Initial Observations on Role Modeling Imagery Practice

Not long ago I finished up a semester on role modeling imagery and practice as part of the contemplative psychotherapy program at the Nalanda Institute. These next few posts will explain this type of imagery practice and its therapeutic use in non-Buddhist communities. I am using the Tantric Buddhist visualization practices of Indo-Tibetan Buddhism as a model. I have practiced this meditation over the years and am familiar with its form. I will provide some audio guided instructions for this type of meditation in future posts.

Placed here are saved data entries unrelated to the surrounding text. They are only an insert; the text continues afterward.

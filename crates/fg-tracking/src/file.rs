//! Directory-backed tracking store.
//!
//! Layout: `{root}/{experiment_id}/{run_id}/{metrics,params,artifacts}`.
//! Each metric is a file of `timestamp value step` lines.

use std::path::{Path, PathBuf};

use async_trait::async_trait;
use chrono::Utc;
use fg_types::{internal_error, FgResult, Hyperparameters, TrackingError};
use serde::{Deserialize, Serialize};
use tokio::fs;
use tokio::io::AsyncWriteExt;
use tracing::{debug, warn};
use uuid::Uuid;

use crate::service::{param_value, TrackingService};

const META_FILE: &str = "meta.json";

#[derive(Debug, Clone, PartialEq, Serialize, Deserialize)]
struct ExperimentMeta {
    experiment_id: String,
    name: String,
    created_at: i64,
}

#[derive(Debug, Clone, PartialEq, Serialize, Deserialize)]
struct RunMeta {
    run_id: String,
    run_name: String,
    experiment_id: String,
    start_time: i64,
}

#[derive(Debug, Clone)]
pub struct FileTrackingService {
    uri: String,
    root: PathBuf,
}

impl FileTrackingService {
    pub fn new(uri: &str) -> Self {
        let root = PathBuf::from(uri.strip_prefix("file://").unwrap_or(uri));
        Self {
            uri: uri.to_string(),
            root,
        }
    }

    pub fn root(&self) -> &Path {
        &self.root
    }

    /// Locate a run directory by scanning experiments.
    async fn run_dir(&self, run_id: &str) -> FgResult<PathBuf> {
        let mut experiments = fs::read_dir(&self.root).await?;
        while let Some(experiment) = experiments.next_entry().await? {
            let candidate = experiment.path().join(run_id);
            if fs::metadata(candidate.join(META_FILE)).await.is_ok() {
                return Ok(candidate);
            }
        }
        Err(TrackingError::Service {
            uri: self.uri.clone(),
            message: format!("unknown run '{}'", run_id),
        }
        .into())
    }

    /// Recorded `(value, step)` pairs of one metric, in logging order.
    pub async fn metric_history(&self, run_id: &str, key: &str) -> FgResult<Vec<(f64, u64)>> {
        let path = self.run_dir(run_id).await?.join("metrics").join(key);
        let content = match fs::read_to_string(&path).await {
            Ok(content) => content,
            Err(e) if e.kind() == std::io::ErrorKind::NotFound => return Ok(Vec::new()),
            Err(e) => return Err(e.into()),
        };
        content
            .lines()
            .map(|line| -> FgResult<(f64, u64)> {
                let fields: Vec<&str> = line.split_whitespace().collect();
                match fields.as_slice() {
                    [_, value, step] => Ok((
                        value.parse::<f64>().map_err(|_| self.corrupt(&path))?,
                        step.parse::<u64>().map_err(|_| self.corrupt(&path))?,
                    )),
                    _ => Err(self.corrupt(&path)),
                }
            })
            .collect()
    }

    /// Logged parameters of a run.
    pub async fn params(&self, run_id: &str) -> FgResult<Vec<(String, String)>> {
        let mut entries = fs::read_dir(self.run_dir(run_id).await?.join("params")).await?;
        let mut params = Vec::new();
        while let Some(entry) = entries.next_entry().await? {
            let value = fs::read_to_string(entry.path()).await?;
            params.push((entry.file_name().to_string_lossy().into_owned(), value));
        }
        params.sort();
        Ok(params)
    }

    fn corrupt(&self, path: &Path) -> fg_types::FgError {
        TrackingError::Service {
            uri: self.uri.clone(),
            message: format!("corrupt metric file {}", path.display()),
        }
        .into()
    }
}

#[async_trait]
impl TrackingService for FileTrackingService {
    fn uri(&self) -> &str {
        &self.uri
    }

    async fn create_experiment(&self, name: &str) -> FgResult<String> {
        let experiment_id = Uuid::new_v4().simple().to_string();
        let dir = self.root.join(&experiment_id);
        fs::create_dir_all(&dir).await?;

        let meta = ExperimentMeta {
            experiment_id: experiment_id.clone(),
            name: name.to_string(),
            created_at: Utc::now().timestamp_millis(),
        };
        fs::write(dir.join(META_FILE), serde_json::to_vec_pretty(&meta)?).await?;
        debug!(uri = %self.uri, experiment_id = %experiment_id, name, "Created tracking experiment");
        Ok(experiment_id)
    }

    async fn create_run(
        &self,
        experiment_id: &str,
        name: &str,
        params: &Hyperparameters,
    ) -> FgResult<String> {
        let experiment_dir = self.root.join(experiment_id);
        if fs::metadata(experiment_dir.join(META_FILE)).await.is_err() {
            return Err(TrackingError::Service {
                uri: self.uri.clone(),
                message: format!("unknown experiment '{}'", experiment_id),
            }
            .into());
        }

        let run_id = Uuid::new_v4().simple().to_string();
        let run_dir = experiment_dir.join(&run_id);
        for section in ["metrics", "params", "artifacts"] {
            fs::create_dir_all(run_dir.join(section)).await?;
        }
        for (key, value) in params {
            fs::write(run_dir.join("params").join(key), param_value(value)).await?;
        }

        let meta = RunMeta {
            run_id: run_id.clone(),
            run_name: name.to_string(),
            experiment_id: experiment_id.to_string(),
            start_time: Utc::now().timestamp_millis(),
        };
        fs::write(run_dir.join(META_FILE), serde_json::to_vec_pretty(&meta)?).await?;
        Ok(run_id)
    }

    async fn log_metric(&self, run_id: &str, key: &str, value: f64, step: u64) -> FgResult<()> {
        let path = self.run_dir(run_id).await?.join("metrics").join(key);
        let mut file = fs::OpenOptions::new()
            .create(true)
            .append(true)
            .open(&path)
            .await?;
        let line = format!("{} {} {}\n", Utc::now().timestamp_millis(), value, step);
        file.write_all(line.as_bytes()).await?;
        Ok(())
    }

    async fn log_artifacts(&self, run_id: &str, dir: &Path) -> FgResult<()> {
        if fs::metadata(dir).await.is_err() {
            warn!(run_id, dir = %dir.display(), "No result artifacts to log");
            return Ok(());
        }
        let target = self.run_dir(run_id).await?.join("artifacts");
        let source = dir.to_path_buf();
        tokio::task::spawn_blocking(move || copy_tree(&source, &target))
            .await
            .map_err(|e| internal_error!("artifact copy task failed: {}", e))??;
        Ok(())
    }
}

fn copy_tree(source: &Path, target: &Path) -> std::io::Result<()> {
    std::fs::create_dir_all(target)?;
    for entry in std::fs::read_dir(source)? {
        let entry = entry?;
        let destination = target.join(entry.file_name());
        if entry.file_type()?.is_dir() {
            copy_tree(&entry.path(), &destination)?;
        } else {
            std::fs::copy(entry.path(), destination)?;
        }
    }
    Ok(())
}
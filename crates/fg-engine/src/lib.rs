pub mod archival;
pub mod dispatcher;
pub mod queue;
pub mod runner;

pub use archival::*;
pub use dispatcher::*;
pub use queue::*;
pub use runner::*;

What is Role Modeling Imagery Practice?

Role modeling (known as deity practice) in the Tibetan Buddhist tradition involves borrowing and ultimately integrating the desirable qualities of a realized being (real or imagined), in order to act more as they would in response to their internal stimuli and engagement with the world. A realized being may be simply defined as someone or some being who possesses openness and inner strength to a high degree. The role model also provides support that ultimately translates to your own inner support. In essence, you are borrowing the fortified and developed nervous system of a hero-like figure to fortify your own nervous system. As Loizzo would say, this practice is a multifaceted approach involving breath, body, imagery and sound or the content of the nervous system, in order to heal the nervous system.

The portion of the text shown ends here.